• [Material to process]:
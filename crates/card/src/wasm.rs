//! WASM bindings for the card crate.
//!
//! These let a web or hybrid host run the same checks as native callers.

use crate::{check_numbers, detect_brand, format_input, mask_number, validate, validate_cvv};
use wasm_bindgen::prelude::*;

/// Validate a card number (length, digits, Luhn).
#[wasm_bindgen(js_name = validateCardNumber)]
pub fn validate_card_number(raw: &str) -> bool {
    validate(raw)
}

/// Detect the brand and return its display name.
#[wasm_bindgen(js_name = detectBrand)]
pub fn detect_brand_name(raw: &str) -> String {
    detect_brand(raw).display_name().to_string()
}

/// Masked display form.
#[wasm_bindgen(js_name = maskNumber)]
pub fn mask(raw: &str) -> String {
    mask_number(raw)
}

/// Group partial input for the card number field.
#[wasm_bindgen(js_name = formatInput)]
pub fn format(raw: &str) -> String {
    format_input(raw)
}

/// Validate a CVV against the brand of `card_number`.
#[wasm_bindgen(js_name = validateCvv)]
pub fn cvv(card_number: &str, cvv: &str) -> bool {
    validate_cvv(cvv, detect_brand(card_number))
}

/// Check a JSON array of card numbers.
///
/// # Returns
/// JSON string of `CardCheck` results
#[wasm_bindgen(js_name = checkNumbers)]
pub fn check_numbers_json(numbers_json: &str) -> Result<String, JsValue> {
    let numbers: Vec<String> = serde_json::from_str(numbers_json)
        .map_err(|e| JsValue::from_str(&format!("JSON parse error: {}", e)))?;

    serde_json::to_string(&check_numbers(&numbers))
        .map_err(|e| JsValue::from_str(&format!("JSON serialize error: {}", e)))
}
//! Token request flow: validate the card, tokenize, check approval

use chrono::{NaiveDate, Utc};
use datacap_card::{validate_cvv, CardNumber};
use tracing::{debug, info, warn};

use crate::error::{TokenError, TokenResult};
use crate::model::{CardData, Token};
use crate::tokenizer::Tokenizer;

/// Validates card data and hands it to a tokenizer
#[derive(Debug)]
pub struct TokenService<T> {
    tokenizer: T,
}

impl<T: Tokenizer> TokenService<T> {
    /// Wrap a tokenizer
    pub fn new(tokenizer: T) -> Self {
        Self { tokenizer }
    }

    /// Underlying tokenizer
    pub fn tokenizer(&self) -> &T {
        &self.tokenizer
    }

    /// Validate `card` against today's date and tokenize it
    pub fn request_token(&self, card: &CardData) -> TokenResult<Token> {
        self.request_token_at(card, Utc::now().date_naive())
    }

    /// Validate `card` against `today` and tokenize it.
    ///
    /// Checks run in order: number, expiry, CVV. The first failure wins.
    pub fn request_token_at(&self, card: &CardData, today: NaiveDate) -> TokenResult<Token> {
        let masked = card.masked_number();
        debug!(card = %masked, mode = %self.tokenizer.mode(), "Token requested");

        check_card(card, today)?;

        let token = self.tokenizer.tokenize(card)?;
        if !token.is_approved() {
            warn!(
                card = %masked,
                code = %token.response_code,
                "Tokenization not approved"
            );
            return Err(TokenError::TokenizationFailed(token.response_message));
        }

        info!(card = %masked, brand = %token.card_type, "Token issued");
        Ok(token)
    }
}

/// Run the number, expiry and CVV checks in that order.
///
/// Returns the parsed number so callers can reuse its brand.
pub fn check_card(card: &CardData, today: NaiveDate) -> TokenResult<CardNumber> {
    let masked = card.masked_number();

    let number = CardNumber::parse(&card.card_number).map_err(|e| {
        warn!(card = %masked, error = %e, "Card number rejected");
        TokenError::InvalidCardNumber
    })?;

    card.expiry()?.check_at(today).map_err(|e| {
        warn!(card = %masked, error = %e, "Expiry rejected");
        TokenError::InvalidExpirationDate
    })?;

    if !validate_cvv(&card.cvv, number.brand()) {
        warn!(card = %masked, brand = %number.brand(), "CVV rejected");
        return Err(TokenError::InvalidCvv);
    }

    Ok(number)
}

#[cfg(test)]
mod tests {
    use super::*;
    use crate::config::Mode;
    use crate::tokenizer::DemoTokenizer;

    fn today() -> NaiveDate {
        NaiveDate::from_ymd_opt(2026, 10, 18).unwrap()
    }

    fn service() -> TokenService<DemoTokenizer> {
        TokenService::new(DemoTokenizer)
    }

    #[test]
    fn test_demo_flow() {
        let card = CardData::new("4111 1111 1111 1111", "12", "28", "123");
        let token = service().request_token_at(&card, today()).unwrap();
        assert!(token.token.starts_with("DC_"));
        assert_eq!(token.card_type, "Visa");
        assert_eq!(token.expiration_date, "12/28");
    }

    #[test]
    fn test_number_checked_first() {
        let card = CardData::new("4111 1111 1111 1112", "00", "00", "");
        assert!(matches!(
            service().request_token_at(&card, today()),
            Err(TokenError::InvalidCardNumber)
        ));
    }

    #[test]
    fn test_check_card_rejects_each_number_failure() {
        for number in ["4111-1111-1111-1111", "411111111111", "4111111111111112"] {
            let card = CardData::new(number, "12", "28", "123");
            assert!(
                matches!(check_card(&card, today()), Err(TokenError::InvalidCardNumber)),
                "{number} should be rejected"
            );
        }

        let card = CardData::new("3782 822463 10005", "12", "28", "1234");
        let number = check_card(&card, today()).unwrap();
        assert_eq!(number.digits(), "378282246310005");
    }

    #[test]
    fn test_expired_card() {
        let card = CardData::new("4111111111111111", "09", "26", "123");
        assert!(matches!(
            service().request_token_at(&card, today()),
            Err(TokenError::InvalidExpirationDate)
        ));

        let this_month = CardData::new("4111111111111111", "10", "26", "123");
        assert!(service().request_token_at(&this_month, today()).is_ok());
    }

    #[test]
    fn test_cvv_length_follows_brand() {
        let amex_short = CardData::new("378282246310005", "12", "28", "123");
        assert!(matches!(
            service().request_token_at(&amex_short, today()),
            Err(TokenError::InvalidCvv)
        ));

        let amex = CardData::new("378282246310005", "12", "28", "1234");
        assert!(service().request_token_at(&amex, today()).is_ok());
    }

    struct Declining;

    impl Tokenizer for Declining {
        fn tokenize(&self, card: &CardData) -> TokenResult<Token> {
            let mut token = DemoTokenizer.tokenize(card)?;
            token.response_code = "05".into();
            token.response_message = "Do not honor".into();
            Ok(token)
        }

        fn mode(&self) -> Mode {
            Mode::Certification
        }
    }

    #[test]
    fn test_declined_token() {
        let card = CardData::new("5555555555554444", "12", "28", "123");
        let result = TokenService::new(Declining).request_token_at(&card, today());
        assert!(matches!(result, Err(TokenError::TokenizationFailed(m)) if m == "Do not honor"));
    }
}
==
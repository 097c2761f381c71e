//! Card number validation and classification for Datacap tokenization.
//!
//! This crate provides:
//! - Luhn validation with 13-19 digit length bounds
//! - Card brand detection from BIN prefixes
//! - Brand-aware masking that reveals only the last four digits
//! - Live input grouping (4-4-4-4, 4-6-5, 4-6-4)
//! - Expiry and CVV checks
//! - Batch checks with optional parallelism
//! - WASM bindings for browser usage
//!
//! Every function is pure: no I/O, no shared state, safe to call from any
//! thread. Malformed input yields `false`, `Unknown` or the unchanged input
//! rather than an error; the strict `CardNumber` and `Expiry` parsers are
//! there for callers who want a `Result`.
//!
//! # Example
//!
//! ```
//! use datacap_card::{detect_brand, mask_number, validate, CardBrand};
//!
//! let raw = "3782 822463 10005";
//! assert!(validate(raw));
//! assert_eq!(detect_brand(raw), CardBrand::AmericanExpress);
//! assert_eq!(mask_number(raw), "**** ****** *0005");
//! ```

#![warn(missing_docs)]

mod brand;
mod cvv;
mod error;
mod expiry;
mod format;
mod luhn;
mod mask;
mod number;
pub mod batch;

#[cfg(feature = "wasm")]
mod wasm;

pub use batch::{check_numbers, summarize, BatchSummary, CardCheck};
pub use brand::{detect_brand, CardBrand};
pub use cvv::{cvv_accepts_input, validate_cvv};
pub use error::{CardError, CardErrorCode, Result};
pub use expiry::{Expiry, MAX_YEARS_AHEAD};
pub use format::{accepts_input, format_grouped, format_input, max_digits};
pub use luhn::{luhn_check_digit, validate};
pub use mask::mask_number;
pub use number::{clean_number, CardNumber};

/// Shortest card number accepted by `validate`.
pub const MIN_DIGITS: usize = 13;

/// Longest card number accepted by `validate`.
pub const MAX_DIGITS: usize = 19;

• [Exercise directions]: Taking every line of the records above into account, tally those that contain "NaiveDate" and give only the total.

• [Final answer]: 5